What Can We Learn From Airline “Unbundling”?

by on Tuesday, August 24th, 2010

Anyone who has flown recently has experienced what the airlines call “unbundling”: separate fees for optional services that used to be bound up in the ticket price. Unbundling means, for example, that a passenger who flies with just a laptop bag will pay less than a passenger who checks baggage in the hold. The passenger who fills up at McDonalds or Starbucks before boarding will pay less than the passenger who wants an airline meal. The economics of unbundling fees for ancillary services have been amply discussed elsewhere: The airlines do well and the passengers … well, it depends.

From the passenger’s perspective, unbundling works best when (1) the service really is optional (i.e, the passenger isn’t coerced to to incur the fee) and (2) the fee itself doesn’t seem like an unreasonable money grab by the airline. Airlines are most likely to be successful unbundling services that a substantial number of passengers either don’t want or need or that they can easily live without or replace on their own.
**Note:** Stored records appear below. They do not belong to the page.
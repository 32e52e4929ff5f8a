//! Fit-quality metrics.
//!
//! ## Purpose
//!
//! This module provides the error metrics used to compare model variants:
//! mean squared error, its root, mean absolute error, and the coefficient of
//! determination (R²).
//!
//! ## Invariants
//!
//! * All metrics are pure and deterministic.
//! * `actual` and `predicted` must have equal, non-zero length; metrics over
//!   empty inputs return zero rather than dividing by it.
//!
//! ## Non-goals
//!
//! * This module does not perform fitting or validation of inputs.

// Feature-gated imports
#[cfg(not(feature = "std"))]
use alloc::vec::Vec;
#[cfg(feature = "std")]
use std::vec::Vec;

use core::fmt;

// External dependencies
use num_traits::Float;

// ============================================================================
// Metric Functions
// ============================================================================

/// Mean squared error between targets and predictions.
pub fn mean_squared_error<T: Float>(actual: &[T], predicted: &[T]) -> T {
    let n = actual.len().min(predicted.len());
    if n == 0 {
        return T::zero();
    }
    let mut acc = T::zero();
    for (&a, &p) in actual.iter().zip(predicted.iter()) {
        let err = a - p;
        acc = acc + err * err;
    }
    acc / T::from(n).unwrap()
}

/// Root mean squared error.
pub fn root_mean_squared_error<T: Float>(actual: &[T], predicted: &[T]) -> T {
    mean_squared_error(actual, predicted).sqrt()
}

/// Mean absolute error.
pub fn mean_absolute_error<T: Float>(actual: &[T], predicted: &[T]) -> T {
    let n = actual.len().min(predicted.len());
    if n == 0 {
        return T::zero();
    }
    let mut acc = T::zero();
    for (&a, &p) in actual.iter().zip(predicted.iter()) {
        acc = acc + (a - p).abs();
    }
    acc / T::from(n).unwrap()
}

/// Coefficient of determination: `1 - SS_res / SS_tot`.
///
/// A constant target has zero variance to explain; the score is then 1 for
/// an exact fit and 0 otherwise.
pub fn r2_score<T: Float>(actual: &[T], predicted: &[T]) -> T {
    let n = actual.len().min(predicted.len());
    if n == 0 {
        return T::zero();
    }
    let n_t = T::from(n).unwrap();
    let mean = actual.iter().fold(T::zero(), |acc, &v| acc + v) / n_t;

    let mut ss_res = T::zero();
    let mut ss_tot = T::zero();
    for (&a, &p) in actual.iter().zip(predicted.iter()) {
        let res = a - p;
        let dev = a - mean;
        ss_res = ss_res + res * res;
        ss_tot = ss_tot + dev * dev;
    }

    if ss_tot == T::zero() {
        return if ss_res == T::zero() {
            T::one()
        } else {
            T::zero()
        };
    }
    T::one() - ss_res / ss_tot
}

// ============================================================================
// Diagnostics
// ============================================================================

/// Bundle of fit-quality metrics for one prediction set.
#[derive(Debug, Clone, Copy, PartialEq)]
pub struct Diagnostics<T: Float> {
    /// Mean squared error.
    pub mse: T,
    /// Root mean squared error.
    pub rmse: T,
    /// Mean absolute error.
    pub mae: T,
    /// Coefficient of determination.
    pub r2: T,
}

impl<T: Float> Diagnostics<T> {
    /// Compute all metrics for one (targets, predictions) pair.
    pub fn compute(actual: &[T], predicted: &[T]) -> Self {
        Self {
            mse: mean_squared_error(actual, predicted),
            rmse: root_mean_squared_error(actual, predicted),
            mae: mean_absolute_error(actual, predicted),
            r2: r2_score(actual, predicted),
        }
    }

    /// Residuals `actual - predicted`, in input order.
    pub fn residuals(actual: &[T], predicted: &[T]) -> Vec<T> {
        actual
            .iter()
            .zip(predicted.iter())
            .map(|(&a, &p)| a - p)
            .collect()
    }
}

impl<T: Float + fmt::Display> fmt::Display for Diagnostics<T> {
    fn fmt(&self, f: &mut fmt::Formatter<'_>) -> fmt::Result {
        writeln!(f, "Diagnostics:")?;
        writeln!(f, "  MSE:  {:.10}", self.mse)?;
        writeln!(f, "  RMSE: {:.6}", self.rmse)?;
        writeln!(f, "  MAE:  {:.6}", self.mae)?;
        write!(f, "  R^2:  {:.10}", self.r2)
    }
}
Suitcases (via Malias - Creative Commons)

Airline food is a perfect candidate for unbundling: It’s easy to get cheaper and better food on the concourse and the airlines no longer forbid passengers from bringing their own on board. Seating is another example. Want a reserved seat? Pay for it. Willing to take your chances on your seatmate? Save your money. Some airlines charge more for seats that are larger or closer to the exit. Worth the extra fee? You decide. These fees are relatively easy to explain to passengers, but airlines on the whole have been lax in communicating with their customers.
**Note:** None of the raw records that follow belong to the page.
//! Closed-form linear least-squares fitting.
//!
//! ## Purpose
//!
//! This module implements the closed-form solution to linear regression:
//! augment the (optionally embedded) feature matrix with a constant column,
//! then solve for the weight vector minimizing squared error. The last
//! weight is the intercept; the rest are the coefficients.
//!
//! ## Design notes
//!
//! * **Normal Equations**: the default path forms `XᵀX` and `Xᵀy` and
//!   QR-solves the square system. A singular `XᵀX` (collinear or constant
//!   columns) fails with `NumericalSingularity`.
//! * **SVD**: the alternative path solves the rectangular system directly
//!   and returns the minimum-norm solution for rank-deficient designs.
//! * **Purity**: fitting and prediction are pure; no global state.
//!
//! ## Invariants
//!
//! * For targets that are an exact linear combination of the embedded
//!   features plus a constant, the true weights are recovered within
//!   floating-point tolerance.
//! * `predict` output length equals the number of input rows.

// Feature-gated imports
#[cfg(not(feature = "std"))]
use alloc::vec::Vec;
#[cfg(feature = "std")]
use std::vec::Vec;

use core::fmt;

// External dependencies
use num_traits::Float;

// Internal dependencies
use crate::algorithms::embedding::FeatureEmbedding;
use crate::math::linalg::FloatLinalg;
use crate::primitives::errors::OlsError;

// ============================================================================
// Solver Selection
// ============================================================================

/// Strategy for computing the least-squares solution.
#[derive(Debug, Clone, Copy, PartialEq, Eq, Default)]
pub enum Solver {
    /// Form `XᵀX w = Xᵀy` and QR-solve the square system (closed form).
    #[default]
    NormalEquations,

    /// SVD on the augmented design matrix (minimum-norm least squares).
    Svd,
}

// ============================================================================
// Fitted Model
// ============================================================================

/// A fitted linear model: coefficients, intercept, and the embedding that
/// produced its feature space.
///
/// Immutable once computed; prediction borrows it freely.
#[derive(Debug, Clone, PartialEq)]
pub struct LinearFit<T: Float> {
    /// One coefficient per (embedded) feature column.
    pub coefficients: Vec<T>,
    /// Constant offset added to every prediction.
    pub intercept: T,
    /// Embedding applied to raw inputs before the dot product.
    pub embedding: FeatureEmbedding,
    /// Raw features per sample expected by `predict`.
    pub dimensions: usize,
}

impl<T: FloatLinalg> LinearFit<T> {
    /// Predict targets for a row-major feature matrix.
    ///
    /// Applies the model's embedding, then computes `X·coef + intercept`
    /// row-wise. Pure; the input is only read.
    pub fn predict(&self, x: &[T]) -> Result<Vec<T>, OlsError> {
        if self.dimensions == 0 || x.len() % self.dimensions != 0 {
            return Err(OlsError::DimensionMismatch {
                expected: self.dimensions,
                got: x.len(),
            });
        }

        let embedded = self.embedding.embed(x, self.dimensions);
        let k = self.coefficients.len();
        let mut predictions = Vec::with_capacity(embedded.len() / k);

        for row in embedded.chunks_exact(k) {
            let mut acc = self.intercept;
            for (value, coef) in row.iter().zip(self.coefficients.iter()) {
                acc = acc + *value * *coef;
            }
            predictions.push(acc);
        }
        Ok(predictions)
    }

    /// Predict the target for a single sample.
    pub fn predict_one(&self, sample: &[T]) -> Result<T, OlsError> {
        if sample.len() != self.dimensions {
            return Err(OlsError::DimensionMismatch {
                expected: self.dimensions,
                got: sample.len(),
            });
        }
        Ok(self.predict(sample)?[0])
    }
}

impl<T: Float + fmt::Display> fmt::Display for LinearFit<T> {
    fn fmt(&self, f: &mut fmt::Formatter<'_>) -> fmt::Result {
        write!(f, "Coefficients: [")?;
        for (i, coef) in self.coefficients.iter().enumerate() {
            if i > 0 {
                write!(f, ", ")?;
            }
            write!(f, "{:.6}", coef)?;
        }
        writeln!(f, "]")?;
        write!(f, "Intercept:    {:.6}", self.intercept)
    }
}

// ============================================================================
// Fitting
// ============================================================================

/// Fit a linear model by the requested solver path.
///
/// `x` is row-major with `dimensions` raw columns; `y` holds one target per
/// row. The caller has already validated lengths and finiteness.
pub fn fit_linear<T: FloatLinalg>(
    x: &[T],
    y: &[T],
    dimensions: usize,
    embedding: FeatureEmbedding,
    solver: Solver,
) -> Result<LinearFit<T>, OlsError> {
    let n = y.len();
    let embedded = embedding.embed(x, dimensions);
    let k = embedding.output_dimensions(dimensions);

    // The augmented design has k + 1 columns (bias last); the system is
    // underdetermined below that many rows.
    if n < k + 1 {
        return Err(OlsError::TooFewPoints { got: n, min: k + 1 });
    }

    let weights = match solver {
        Solver::NormalEquations => solve_via_normal_equations(&embedded, y, k)?,
        Solver::Svd => solve_via_svd(&embedded, y, n, k)?,
    };

    let mut coefficients = weights;
    let intercept = coefficients.pop().unwrap_or_else(T::zero);

    Ok(LinearFit {
        coefficients,
        intercept,
        embedding,
        dimensions,
    })
}

/// Accumulate `XᵀX` and `Xᵀy` over the bias-augmented design and QR-solve.
fn solve_via_normal_equations<T: FloatLinalg>(
    embedded: &[T],
    y: &[T],
    k: usize,
) -> Result<Vec<T>, OlsError> {
    let aug = k + 1;
    let mut xtx = vec![T::zero(); aug * aug];
    let mut xty = vec![T::zero(); aug];

    for (row, &target) in embedded.chunks_exact(k).zip(y.iter()) {
        for i in 0..aug {
            let vi = if i < k { row[i] } else { T::one() };
            xty[i] = xty[i] + vi * target;
            // Lower triangle only; mirrored below.
            for j in 0..=i {
                let vj = if j < k { row[j] } else { T::one() };
                xtx[i * aug + j] = xtx[i * aug + j] + vi * vj;
            }
        }
    }
    for i in 0..aug {
        for j in (i + 1)..aug {
            xtx[i * aug + j] = xtx[j * aug + i];
        }
    }

    T::solve_square(&xtx, &xty, aug).ok_or(OlsError::NumericalSingularity)
}

/// Build the bias-augmented design explicitly and solve by SVD.
fn solve_via_svd<T: FloatLinalg>(
    embedded: &[T],
    y: &[T],
    n: usize,
    k: usize,
) -> Result<Vec<T>, OlsError> {
    let aug = k + 1;
    let mut design = Vec::with_capacity(n * aug);
    for row in embedded.chunks_exact(k) {
        design.extend_from_slice(row);
        design.push(T::one());
    }

    T::solve_least_squares(&design, y, n, aug).ok_or(OlsError::NumericalSingularity)
}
Checked baggage fees are also economically defensible, since every piece of checked baggage adds to the fuel required for the trip and thus to the airline’s cost. But airlines are fooling themselves, and doing a disservice to their customers, if they think the economic rationale is self explanatory. While many passengers, especially those on business, don’t check bags and don’t pay the fee, other passengers, especially families, find the policy coercive. One unintended consequence is that passengers have an economic incentive to carry on bags they might otherwise have checked. As the Steven Slater incident reminds us, trying to stuff oversized carry-ons into undersized bins can end badly.
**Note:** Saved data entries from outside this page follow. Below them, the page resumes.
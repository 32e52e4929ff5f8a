//! Tests for fit-quality metrics.

use approx::{assert_abs_diff_eq, assert_relative_eq};

use ols_rs::prelude::*;

// ============================================================================
// Point Metrics
// ============================================================================

#[test]
fn test_mse_and_rmse_hand_computed() {
    let actual = [1.0, 2.0, 3.0];
    let predicted = [2.0, 2.0, 2.0];

    assert_relative_eq!(
        mean_squared_error(&actual, &predicted),
        2.0 / 3.0,
        epsilon = 1e-12
    );
    assert_relative_eq!(
        root_mean_squared_error(&actual, &predicted),
        (2.0_f64 / 3.0).sqrt(),
        epsilon = 1e-12
    );
}

#[test]
fn test_mae_hand_computed() {
    let actual = [1.0, 2.0, 3.0];
    let predicted = [2.5, 2.0, 2.0];

    assert_relative_eq!(
        mean_absolute_error(&actual, &predicted),
        (1.5 + 0.0 + 1.0) / 3.0,
        epsilon = 1e-12
    );
}

#[test]
fn test_perfect_predictions() {
    let actual = [1.0, 2.0, 3.0];

    assert_abs_diff_eq!(mean_squared_error(&actual, &actual), 0.0);
    assert_relative_eq!(r2_score(&actual, &actual), 1.0, epsilon = 1e-12);
}

// ============================================================================
// R²
// ============================================================================

#[test]
fn test_r2_of_mean_prediction_is_zero() {
    let actual = [1.0, 2.0, 3.0];
    let mean = [2.0, 2.0, 2.0];

    assert_abs_diff_eq!(r2_score(&actual, &mean), 0.0, epsilon = 1e-12);
}

#[test]
fn test_r2_can_be_negative_for_worse_than_mean() {
    let actual = [1.0, 2.0, 3.0];
    let bad = [3.0, 3.0, 0.0];

    assert!(r2_score(&actual, &bad) < 0.0);
}

#[test]
fn test_r2_on_constant_target() {
    let actual = [5.0, 5.0, 5.0];

    // Nothing to explain: exact fit scores 1, anything else scores 0.
    assert_relative_eq!(r2_score(&actual, &actual), 1.0, epsilon = 1e-12);
    assert_abs_diff_eq!(r2_score(&actual, &[5.0, 5.0, 4.0]), 0.0, epsilon = 1e-12);
}

// ============================================================================
// Diagnostics
// ============================================================================

#[test]
fn test_diagnostics_bundle_matches_point_metrics() {
    let actual = [1.0, 2.0, 3.0, 4.0];
    let predicted = [1.5, 2.0, 2.5, 4.5];

    let diag = Diagnostics::compute(&actual, &predicted);
    assert_relative_eq!(diag.mse, mean_squared_error(&actual, &predicted), epsilon = 1e-12);
    assert_relative_eq!(
        diag.rmse,
        root_mean_squared_error(&actual, &predicted),
        epsilon = 1e-12
    );
    assert_relative_eq!(diag.mae, mean_absolute_error(&actual, &predicted), epsilon = 1e-12);
    assert_relative_eq!(diag.r2, r2_score(&actual, &predicted), epsilon = 1e-12);
}

#[test]
fn test_residuals_preserve_order() {
    let actual = [1.0, 2.0, 3.0];
    let predicted = [0.5, 2.5, 3.0];

    assert_eq!(
        Diagnostics::residuals(&actual, &predicted),
        vec![0.5, -0.5, 0.0]
    );
}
As Bill Hanifin points out, it’s essential that airlines communicate the policy both on the plane and via social media. This is especially important with airline policies that are new, subject to change and may be perceived (rightly or wrongly) as unfair to the passenger. Why are airlines so lax about communicating with their customers? One guess is that there hasn’t been a storm of complaint about most of these fees. But the likely reason for such acquiescence is not consumer satisfaction, but its opposite. As a frequent flyer I hear a lot of grumbling, but most of it sounds more resigned than angry. Many airlines survive consumer dissatisfaction, but only because consumers often have few alternatives and, except for the most egregious service issues, have simply given up. This is the sign of an industry in trouble.

The Zavee takeaway:

  • Communication of any significant business change is essential. Customer dissatisfaction will fill the void if you let it.
  • Don’t assume that customers understand the economics of business decisions that affect them. They aren’t stupid, but economic rationales require explanation.
  • Don’t confuse the absence of complaint for approval. In fact, if you do something that should generate (some) complaints and don’t get them you have a problem that you need to address immediately. Unlike airlines, few small businesses can count on getting away with taking their customers for granted.